Health deputy minister Mangwiro honoured

BY PHYLLIS MBANJE

Health deputy minister John Mangwiro has been elected chairperson of the International Diabetes Federation (IDF) Africa Region, taking over from Naby Balde of Guinea.

Mangwiro is a consultant specialist physician and diabetes specialist and former president of the Zimbabwe Diabetic Association (ZDA).

He will largely be involved in giving direction and policy to the African Region chapter.

“The IDF is run by a board of chairpersons one from each region — Africa, Asia, Australia, America and Europe. We make up the board that then sits up on the running of IDF. Each region is represented by a chairman and I represent Africa,” Mangwiro said.

Diabetes is still a health burden in Africa, with 19 million adults aged between 20 and 79 living with the condition in 2019.

This figure is expected to increase to 47 million by 2045.

Of concern also was that 45 million adults in the region have Impaired Glucose Tolerance (IGT), which places them at high risk of developing Type 2 diabetes.

This figure is expected to reach 110 million by 2045.

The region has the highest percentage of undiagnosed people of all regions — 60% of adults living with diabetes that do not know they have it and one in nine live births are affected by hyperglycaemia in pregnancy.

In monetary terms, US$9,5 billion was spent on healthcare for people with diabetes in 2019.

But despite these overwhelming statistics, it was noted at a recent IDF African region meeting that associations were weak and needed strengthening, particularly sub-Sahara Africa, which lacks knowledge on diabetes.

“We discussed that our associations are weak, they need to be strengthened.

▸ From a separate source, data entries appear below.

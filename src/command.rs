//! Command model.
//!
//! Strategies hand back a raw mapping (`serde_json::Value`); nothing reaches an
//! actuation sink before going through [`validate`].

use serde::Serialize;
use serde_json::{Map, Value};
use thiserror::Error;

use crate::math::{normalize_degrees, Point2};

pub const TARGET_POSITION: &str = "target_position";
pub const POWER: &str = "power";
pub const TARGET_ORIENTATION: &str = "target_orientation";
pub const KICK: &str = "kick";

pub const MAX_POWER: u8 = u8::MAX;

/// A validated motor/kick instruction for one robot.
#[derive(Serialize, Debug, Clone, Copy, PartialEq)]
pub struct ControlCommand {
    pub target_position: Point2,
    pub power: u8,
    /// degrees, in (-180, 180]
    pub target_orientation: f64,
    pub kick: bool,
}

impl ControlCommand {
    /// The command sent in place of a missing or rejected one: stay where you
    /// are, motors off, no kick.
    pub fn no_op(position: Point2, orientation: Option<f64>) -> Self {
        Self {
            target_position: position,
            power: 0,
            target_orientation: normalize_degrees(orientation.unwrap_or(0.)),
            kick: false,
        }
    }

    pub fn is_no_op(&self) -> bool {
        self.power == 0 && !self.kick
    }
}

#[derive(Error, Debug, Clone, PartialEq)]
pub enum ValidationError {
    #[error("missing required field `{0}`")]
    MissingField(&'static str),
    #[error("field `{field}` should be {expected}")]
    TypeMismatch {
        field: &'static str,
        expected: &'static str,
    },
    #[error("field `{field}` is out of range ({value})")]
    OutOfRange { field: &'static str, value: f64 },
}

impl ValidationError {
    /// Name of the offending field.
    pub fn field(&self) -> &'static str {
        match self {
            ValidationError::MissingField(field) => field,
            ValidationError::TypeMismatch { field, .. } => field,
            ValidationError::OutOfRange { field, .. } => field,
        }
    }
}

/// Checks a raw command and turns it into a [`ControlCommand`].
///
/// `power` outside [0, 255] is rejected, never clamped. `kick` defaults to
/// `false` when absent (or `null`). `target_orientation` is normalized into
/// (-180, 180].
pub fn validate(raw: &Value) -> Result<ControlCommand, ValidationError> {
    let fields = raw.as_object().ok_or(ValidationError::TypeMismatch {
        field: "command",
        expected: "a mapping",
    })?;

    let target_position = read_position(fields, TARGET_POSITION)?;
    let power = read_power(fields)?;
    let target_orientation = normalize_degrees(read_finite(fields, TARGET_ORIENTATION)?);
    let kick = match present(fields, KICK) {
        None => false,
        Some(Value::Bool(kick)) => *kick,
        Some(_) => {
            return Err(ValidationError::TypeMismatch {
                field: KICK,
                expected: "a boolean",
            })
        }
    };

    Ok(ControlCommand {
        target_position,
        power,
        target_orientation,
        kick,
    })
}

/// `null` counts as absent.
fn present<'a>(fields: &'a Map<String, Value>, field: &'static str) -> Option<&'a Value> {
    fields.get(field).filter(|v| !v.is_null())
}

fn require<'a>(
    fields: &'a Map<String, Value>,
    field: &'static str,
) -> Result<&'a Value, ValidationError> {
    present(fields, field).ok_or(ValidationError::MissingField(field))
}

fn finite(value: &Value, field: &'static str) -> Result<f64, ValidationError> {
    value
        .as_f64()
        .filter(|v| v.is_finite())
        .ok_or(ValidationError::TypeMismatch {
            field,
            expected: "a finite number",
        })
}

fn read_finite(fields: &Map<String, Value>, field: &'static str) -> Result<f64, ValidationError> {
    finite(require(fields, field)?, field)
}

fn read_position(
    fields: &Map<String, Value>,
    field: &'static str,
) -> Result<Point2, ValidationError> {
    let mismatch = ValidationError::TypeMismatch {
        field,
        expected: "a pair of finite numbers",
    };
    match require(fields, field)? {
        Value::Array(components) if components.len() == 2 => Ok(Point2::new(
            finite(&components[0], field).map_err(|_| mismatch.clone())?,
            finite(&components[1], field).map_err(|_| mismatch.clone())?,
        )),
        _ => Err(mismatch),
    }
}

fn read_power(fields: &Map<String, Value>) -> Result<u8, ValidationError> {
    let value = require(fields, POWER)?;
    let mismatch = ValidationError::TypeMismatch {
        field: POWER,
        expected: "an integer",
    };
    let Value::Number(number) = value else {
        return Err(mismatch);
    };
    let power = if let Some(power) = number.as_i64() {
        power as f64
    } else if let Some(power) = number.as_u64() {
        power as f64
    } else {
        match number.as_f64() {
            Some(power) if power.is_finite() && power.fract() == 0. => power,
            _ => return Err(mismatch),
        }
    };
    if !(0. ..=MAX_POWER as f64).contains(&power) {
        return Err(ValidationError::OutOfRange {
            field: POWER,
            value: power,
        });
    }
    Ok(power as u8)
}

#[cfg(test)]
mod tests {
    use super::*;
    use serde_json::json;

    #[test]
    fn valid_command_is_kept_as_is() {
        let command = validate(&json!({
            "target_position": [50, 50],
            "power": 255,
            "target_orientation": 180,
            "kick": true,
        }))
        .expect("command should be valid");
        assert_eq!(
            command,
            ControlCommand {
                target_position: Point2::new(50., 50.),
                power: 255,
                target_orientation: 180.,
                kick: true,
            }
        );
    }

    #[test]
    fn kick_defaults_to_false() {
        let command = validate(&json!({
            "target_position": [-12.5, 3.0],
            "power": 0,
            "target_orientation": -90.0,
        }))
        .expect("command should be valid");
        assert!(!command.kick);
        assert_eq!(command.target_position, Point2::new(-12.5, 3.));

        let command = validate(&json!({
            "target_position": [0, 0],
            "power": 10,
            "target_orientation": 0,
            "kick": null,
        }))
        .expect("null kick counts as absent");
        assert!(!command.kick);
    }

    #[test]
    fn power_out_of_range_is_never_clamped() {
        for power in [json!(256), json!(300), json!(-1), json!(1e9), json!(u64::MAX)] {
            let err = validate(&json!({
                "target_position": [0, 0],
                "power": power,
                "target_orientation": 0,
            }))
            .expect_err("power should be rejected");
            assert!(
                matches!(err, ValidationError::OutOfRange { field: POWER, .. }),
                "{err:?}"
            );
        }
    }

    #[test]
    fn integral_float_power_is_accepted() {
        let command = validate(&json!({
            "target_position": [0, 0],
            "power": 200.0,
            "target_orientation": 0,
        }))
        .expect("200.0 is an integer value");
        assert_eq!(command.power, 200);
    }

    #[test]
    fn missing_fields_are_named() {
        let err = validate(&json!({ "power": 3, "target_orientation": 0 })).expect_err("command should be rejected");
        assert_eq!(err, ValidationError::MissingField(TARGET_POSITION));

        let err = validate(&json!({ "target_position": [0, 0], "target_orientation": 0 }))
            .expect_err("command should be rejected");
        assert_eq!(err.field(), POWER);

        let err = validate(&json!({ "target_position": [0, 0], "power": 3 })).expect_err("command should be rejected");
        assert_eq!(err, ValidationError::MissingField(TARGET_ORIENTATION));
    }

    #[test]
    fn wrong_types_are_rejected() {
        let cases = [
            (json!({ "target_position": [0], "power": 1, "target_orientation": 0 }), TARGET_POSITION),
            (json!({ "target_position": "center", "power": 1, "target_orientation": 0 }), TARGET_POSITION),
            (json!({ "target_position": [0, "a"], "power": 1, "target_orientation": 0 }), TARGET_POSITION),
            (json!({ "target_position": [0, 0], "power": "max", "target_orientation": 0 }), POWER),
            (json!({ "target_position": [0, 0], "power": 12.5, "target_orientation": 0 }), POWER),
            (json!({ "target_position": [0, 0], "power": 1, "target_orientation": "north" }), TARGET_ORIENTATION),
            (json!({ "target_position": [0, 0], "power": 1, "target_orientation": 0, "kick": 1 }), KICK),
        ];
        for (raw, field) in cases {
            let err = validate(&raw).expect_err("command should be rejected");
            assert!(
                matches!(err, ValidationError::TypeMismatch { .. }),
                "{raw} gave {err:?}"
            );
            assert_eq!(err.field(), field);
        }
        assert!(validate(&json!([1, 2, 3])).is_err());
    }

    #[test]
    fn orientation_is_normalized() {
        let command = validate(&json!({
            "target_position": [0, 0],
            "power": 1,
            "target_orientation": 270,
        }))
        .expect("command should be valid");
        assert_eq!(command.target_orientation, -90.);
    }

    #[test]
    fn no_op_holds_position() {
        let command = ControlCommand::no_op(Point2::new(3., 4.), Some(-180.));
        assert_eq!(command.power, 0);
        assert!(!command.kick);
        assert_eq!(command.target_position, Point2::new(3., 4.));
        assert_eq!(command.target_orientation, 180.);
        assert!(command.is_no_op());
    }
}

We also highlighted that sub-Sahara Africa lacks the knowledge about diabetes, so we are going to work strongly on awareness,” the deputy minister said.

Mangwiro also highlighted that awareness was a problem in Africa as a whole and as part of his pledge, he said he would make use of other diabetic associations’ leaders in other countries to stress on awareness.

As a former ZDA president, Mangwiro opened a Diabetic Clinic at Sally Mugabe Hospital (formerly Harare Central Hospital), which has an ophthalmic unit.

Patients used to get an appointment after three months at Parirenyatwa Group of Hospitals to get their eyes checked. This long waiting period often resulted in blindness.

ZDA made sure that the Sally Mugabe Hospital had a working diabetic clinic with nurses in the ophthalmologist
units.

“We have also managed to have one running diabetic clinic at Mpilo Central Hospital being run very well by physicians, general practitioners and nurses. All these hospitals have managed to get their nurses trained,” he said.